**Problem to solve:**
An answer that reproduces all the entries exactly is what is needed.

**Record excerpts:**
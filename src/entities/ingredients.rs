use sea_orm::entity::prelude::*;

#[derive(Clone, Debug, PartialEq, Eq, DeriveEntityModel)]
#[sea_orm(table_name = "ingredients")]
pub struct Model {
    #[sea_orm(primary_key)]
    pub id: i32,
    pub recipe_id: i32,
    pub position: i32,
    pub name: String,
    pub amount: String,
    pub unit: Option<String>,
}

#[derive(Copy, Clone, Debug, EnumIter, DeriveRelation)]
pub enum Relation {
    #[sea_orm(
        belongs_to = "super::recipes::Entity",
        from = "Column::RecipeId",
        to = "super::recipes::Column::Id",
        on_update = "Cascade",
        on_delete = "Cascade"
    )]
    Recipe,
}

impl Related<super::recipes::Entity> for Entity {
    fn to() -> RelationDef {
        Relation::Recipe.def()
    }
}

impl ActiveModelBehavior for ActiveModel {}
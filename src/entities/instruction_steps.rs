use sea_orm::entity::prelude::*;

#[derive(Clone, Debug, PartialEq, Eq, DeriveEntityModel)]
#[sea_orm(table_name = "instruction_steps")]
pub struct Model {
    #[sea_orm(primary_key)]
    pub id: i32,
    pub recipe_id: i32,
    pub position: i32,
    #[sea_orm(column_type = "Text")]
    pub text: String,
}

#[derive(Copy, Clone, Debug, EnumIter, DeriveRelation)]
pub enum Relation {
    #[sea_orm(
        belongs_to = "super::recipes::Entity",
        from = "Column::RecipeId",
        to = "super::recipes::Column::Id",
        on_update = "Cascade",
        on_delete = "Cascade"
    )]
    Recipe,
}

impl Related<super::recipes::Entity> for Entity {
    fn to() -> RelationDef {
        Relation::Recipe.def()
    }
}

impl ActiveModelBehavior for ActiveModel {}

**Exercise result:**
filename src/entities/ingredients.rs
use sea_orm::entity::prelude::*;

#[derive(Clone, Debug, PartialEq, Eq, DeriveEntityModel)]
#[sea_orm(table_name = "ingredients")]
pub struct Model {
    #[sea_orm(primary_key)]
    pub id: i32,
    pub recipe_id: i32,
    pub position: i32,
    pub name: String,
    pub amount: String,
    pub unit: Option<String>,
}

#[derive(Copy, Clone, Debug, EnumIter, DeriveRelation)]
pub enum Relation {
    #[sea_orm(
        belongs_to = "super::recipes::Entity",
        from = "Column::RecipeId",
        to = "super::recipes::Column::Id",
        on_update = "Cascade",
        on_delete = "Cascade"
    )]
    Recipe,
}

impl Related<super::recipes::Entity> for Entity {
    fn to() -> RelationDef {
        Relation::Recipe.def()
    }
}

impl ActiveModelBehavior for ActiveModel {}
filename src/entities/instruction_steps.rs
use sea_orm::entity::prelude::*;

#[derive(Clone, Debug, PartialEq, Eq, DeriveEntityModel)]
#[sea_orm(table_name = "instruction_steps")]
pub struct Model {
    #[sea_orm(primary_key)]
    pub id: i32,
    pub recipe_id: i32,
    pub position: i32,
    #[sea_orm(column_type = "Text")]
    pub text: String,
}

#[derive(Copy, Clone, Debug, EnumIter, DeriveRelation)]
pub enum Relation {
    #[sea_orm(
        belongs_to = "super::recipes::Entity",
        from = "Column::RecipeId",
        to = "super::recipes::Column::Id",
        on_update = "Cascade",
        on_delete = "Cascade"
    )]
    Recipe,
}

impl Related<super::recipes::Entity> for Entity {
    fn to() -> RelationDef {
        Relation::Recipe.def()
    }
}

impl ActiveModelBehavior for ActiveModel {}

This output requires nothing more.